Cooler Master CK552 review: A fantastic RGB-backlit budget keyboard - griggsentionsm
At a Glance
Expert's Rating
Pros
- Vibrant per-key RGB lighting at a buy Price
- Gateron Bloody switches are a great Cherry alternative
- Sagittate, clean flavor
Cons
- Corduroy attachment seems subtle
- No pack-in wrist rest
- Loud for a keyboard with linear switches
Our Finding of fact
Cooler Surmoun's CK552 has to make a couple of compromises to hit its entry-level price tag, but away from the absent carpus rest it's a superior budget keyboard.
Mechanical keyboard prices maintain dropping and dropping. The latest miracle deal? The Cooler Schoolmaster CK552, a fully RGB-backlit robotlike keyboard retailing for a mere $90—and frequently on-sale for cold to a lesser extent. That's even more affordable than the Puma Attack X3 RGB, our preceding "How is this possible?" recommendation.
But as with anything in life, you (to an extent) get what you pay for. Let's dig into the CK552, both its many strengths and a few noteworthy weaknesses.
Note: This review is part of our best gambling keyboards roundup. Go there for details about competing products and how we tested them.
Be-cutting done right
Cooler Surmoun's done a pretty great job scheming an entry-level keyboard that still looks high-end. I'm incredibly impressed with the CK552's aesthetic, which easily competes with keyboards twice its price. It's simple only stylish, featuring an exposed brushed aluminiferous backplate and a minimalist perpendicular shape with the left and right edges aslant slightly outward.
IDG / Hayden Dingman Nothing garnished, but that's precisely what makes it work. It's a timeless, bare-down elan, right down to the simple sans-serif typeface used on the keys. Apart from the RGB lighting, the CK552 seems like it'd fit in at the office just as well as the home, and would look great in either surround.

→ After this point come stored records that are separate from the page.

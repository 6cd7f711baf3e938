//! Parent-facing summary built from quiz results and the goal board.

use std::collections::BTreeMap;

use serde::Serialize;

use crate::{goals::GoalBoard, review::QuizReview};

const NEEDS_ATTENTION_BELOW: f64 = 50.0;
const STRONG_FROM: f64 = 80.0;

#[derive(Debug, Clone, PartialEq, Serialize)]
pub struct SubjectProgress {
    pub subject: String,
    pub quizzes: usize,
    pub average_percentage: f64,
}

#[derive(Debug, Clone, PartialEq, Serialize)]
pub struct ParentSummary {
    pub subjects: Vec<SubjectProgress>,
    pub quiz_performance: f64,
    pub goals_completed: usize,
    pub goals_total: usize,
    pub goal_progress: f64,
    pub streak_days: u32,
    pub suggestions: Vec<String>,
}

impl ParentSummary {
    pub fn build(review: &QuizReview, board: &GoalBoard) -> Self {
        let mut by_subject: BTreeMap<&str, Vec<f64>> = BTreeMap::new();
        for quiz in review.quizzes() {
            by_subject
                .entry(quiz.subject.as_str())
                .or_default()
                .push(quiz.percentage());
        }
        let subjects: Vec<SubjectProgress> = by_subject
            .into_iter()
            .map(|(subject, scores)| SubjectProgress {
                subject: subject.to_string(),
                quizzes: scores.len(),
                average_percentage: scores.iter().sum::<f64>() / scores.len() as f64,
            })
            .collect();

        let mut suggestions = Vec::new();
        for subject in &subjects {
            if subject.average_percentage < NEEDS_ATTENTION_BELOW {
                suggestions.push(format!(
                    "Encourage more time on {} - currently at {:.0}%",
                    subject.subject, subject.average_percentage
                ));
            } else if subject.average_percentage >= STRONG_FROM {
                suggestions.push(format!(
                    "Great progress in {}! Consider introducing advanced topics",
                    subject.subject
                ));
            }
        }
        if board.completed_count() < board.goals().len() {
            suggestions.push(format!(
                "{} daily goal(s) still open today",
                board.goals().len() - board.completed_count()
            ));
        }

        Self {
            subjects,
            quiz_performance: review.average_percentage(),
            goals_completed: board.completed_count(),
            goals_total: board.goals().len(),
            goal_progress: board.progress_percent(),
            streak_days: board.streak_days(),
            suggestions,
        }
    }
}
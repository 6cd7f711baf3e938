use serde::Serialize;
use shared::domain::{ActionId, ContentTag, ExperimentId, Quiz, ReagentId};

/// One stage of a guided experiment. Ordinals start at 1.
#[derive(Debug, Clone, PartialEq, Serialize)]
pub struct ExperimentStep {
    pub ordinal: usize,
    /// Ordinal that must be complete first; `None` for the opening step.
    pub requires: Option<usize>,
    pub action: ActionId,
    pub label: String,
    pub content: ContentTag,
    /// Cumulative progress once this step is complete.
    pub progress_percent: f64,
}

impl ExperimentStep {
    /// Builds a strictly linear sequence from `(action, label, content)` triples.
    pub fn sequence(stages: Vec<(ActionId, String, ContentTag)>) -> Vec<ExperimentStep> {
        let total = stages.len();
        stages
            .into_iter()
            .enumerate()
            .map(|(idx, (action, label, content))| {
                let ordinal = idx + 1;
                ExperimentStep {
                    ordinal,
                    requires: (idx > 0).then_some(idx),
                    action,
                    label,
                    content,
                    progress_percent: progress_percent(ordinal, total),
                }
            })
            .collect()
    }
}

pub fn progress_percent(completed: usize, total: usize) -> f64 {
    if total == 0 {
        return 0.0;
    }
    completed as f64 / total as f64 * 100.0
}

#[derive(Debug, Clone, PartialEq, Serialize)]
pub struct ExperimentDefinition {
    pub id: ExperimentId,
    pub title: String,
    pub subject: String,
    pub storyline: String,
    pub materials: Vec<String>,
    pub instructions: Vec<String>,
    pub palette: Vec<ReagentId>,
    pub initial_content: ContentTag,
    pub steps: Vec<ExperimentStep>,
    pub result_text: String,
    pub quiz: Option<Quiz>,
}

impl ExperimentDefinition {
    pub fn has_mix_lab(&self) -> bool {
        !self.palette.is_empty()
    }

    pub fn has_steps(&self) -> bool {
        !self.steps.is_empty()
    }

    pub fn total_steps(&self) -> usize {
        self.steps.len()
    }

    pub fn step(&self, ordinal: usize) -> Option<&ExperimentStep> {
        ordinal.checked_sub(1).and_then(|idx| self.steps.get(idx))
    }

    pub fn offers_reagent(&self, reagent_id: &ReagentId) -> bool {
        self.palette.contains(reagent_id)
    }
}
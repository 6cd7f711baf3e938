//! Math puzzles: fill in the missing number, then move on to the next card.

use serde::{Deserialize, Serialize};
use tracing::debug;

#[derive(Debug, Clone, PartialEq, Eq, Serialize, Deserialize)]
pub struct MathPuzzle {
    pub equation: String,
    pub answer: String,
}

impl MathPuzzle {
    pub fn new(equation: impl Into<String>, answer: impl Into<String>) -> Self {
        Self {
            equation: equation.into(),
            answer: answer.into(),
        }
    }

    pub fn check(&self, answer: &str) -> PuzzleVerdict {
        let answer = answer.trim();
        if answer.is_empty() {
            PuzzleVerdict::Blank
        } else if answer == self.answer {
            PuzzleVerdict::Correct
        } else {
            PuzzleVerdict::Incorrect
        }
    }
}

#[derive(Debug, Clone, Copy, PartialEq, Eq, Serialize, Deserialize)]
#[serde(rename_all = "snake_case")]
pub enum PuzzleVerdict {
    Correct,
    Incorrect,
    Blank,
}

/// A rotating deck. Only a correct answer moves to the next card.
#[derive(Debug, Clone, PartialEq, Eq, Serialize)]
pub struct PuzzleDeck {
    puzzles: Vec<MathPuzzle>,
    current: usize,
    solved: usize,
}

impl PuzzleDeck {
    /// Returns `None` for an empty deck.
    pub fn new(puzzles: Vec<MathPuzzle>) -> Option<Self> {
        if puzzles.is_empty() {
            return None;
        }
        Some(Self {
            puzzles,
            current: 0,
            solved: 0,
        })
    }

    pub fn sample() -> Self {
        Self {
            puzzles: vec![
                MathPuzzle::new("2 + ? = 8", "6"),
                MathPuzzle::new("3 × ? = 15", "5"),
                MathPuzzle::new("? - 4 = 7", "11"),
                MathPuzzle::new("10 ÷ ? = 2", "5"),
            ],
            current: 0,
            solved: 0,
        }
    }

    pub fn current(&self) -> &MathPuzzle {
        &self.puzzles[self.current]
    }

    pub fn solved(&self) -> usize {
        self.solved
    }

    pub fn answer(&mut self, answer: &str) -> PuzzleVerdict {
        let verdict = self.current().check(answer);
        debug!(equation = %self.current().equation, verdict = ?verdict, "puzzle answered");
        if verdict == PuzzleVerdict::Correct {
            self.solved += 1;
            self.current = (self.current + 1) % self.puzzles.len();
        }
        verdict
    }
}

#[cfg(test)]
mod tests {
    use super::*;

    #[test]
    fn check_compares_trimmed_answer() {
        let puzzle = MathPuzzle::new("2 + ? = 8", "6");
        assert_eq!(puzzle.check(" 6 "), PuzzleVerdict::Correct);
        assert_eq!(puzzle.check("5"), PuzzleVerdict::Incorrect);
        assert_eq!(puzzle.check("  "), PuzzleVerdict::Blank);
    }

    #[test]
    fn correct_answer_moves_to_next_puzzle() {
        let mut deck = PuzzleDeck::sample();
        assert_eq!(deck.current().equation, "2 + ? = 8");
        assert_eq!(deck.answer("6"), PuzzleVerdict::Correct);
        assert_eq!(deck.current().equation, "3 × ? = 15");
        assert_eq!(deck.solved(), 1);
    }

    #[test]
    fn wrong_answer_keeps_the_same_puzzle() {
        let mut deck = PuzzleDeck::sample();
        assert_eq!(deck.answer("7"), PuzzleVerdict::Incorrect);
        assert_eq!(deck.answer(""), PuzzleVerdict::Blank);
        assert_eq!(deck.current().equation, "2 + ? = 8");
        assert_eq!(deck.solved(), 0);
    }

    #[test]
    fn deck_wraps_after_last_puzzle() {
        let mut deck = PuzzleDeck::new(vec![
            MathPuzzle::new("1 + ? = 2", "1"),
            MathPuzzle::new("? + 1 = 3", "2"),
        ])
        .expect("deck");
        deck.answer("1");
        deck.answer("2");
        assert_eq!(deck.current().equation, "1 + ? = 2");
        assert_eq!(deck.solved(), 2);
        assert!(PuzzleDeck::new(Vec::new()).is_none());
    }
}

It really is an entry-level keyboard though, lacking many of the frills I typically look for these days. There's no wrist rest, for instance. Ice chest Master dispatched us its WR530, a whopping rubber wrist rest that pairs alright with the CK552, merely it's not a pack-in item. Those who bring their own articulatio radiocarpea perch (or preceptor't use one the least bit) potential won't mind, but IT means the CK552's non quite as budget-well-disposed as it first of all appears.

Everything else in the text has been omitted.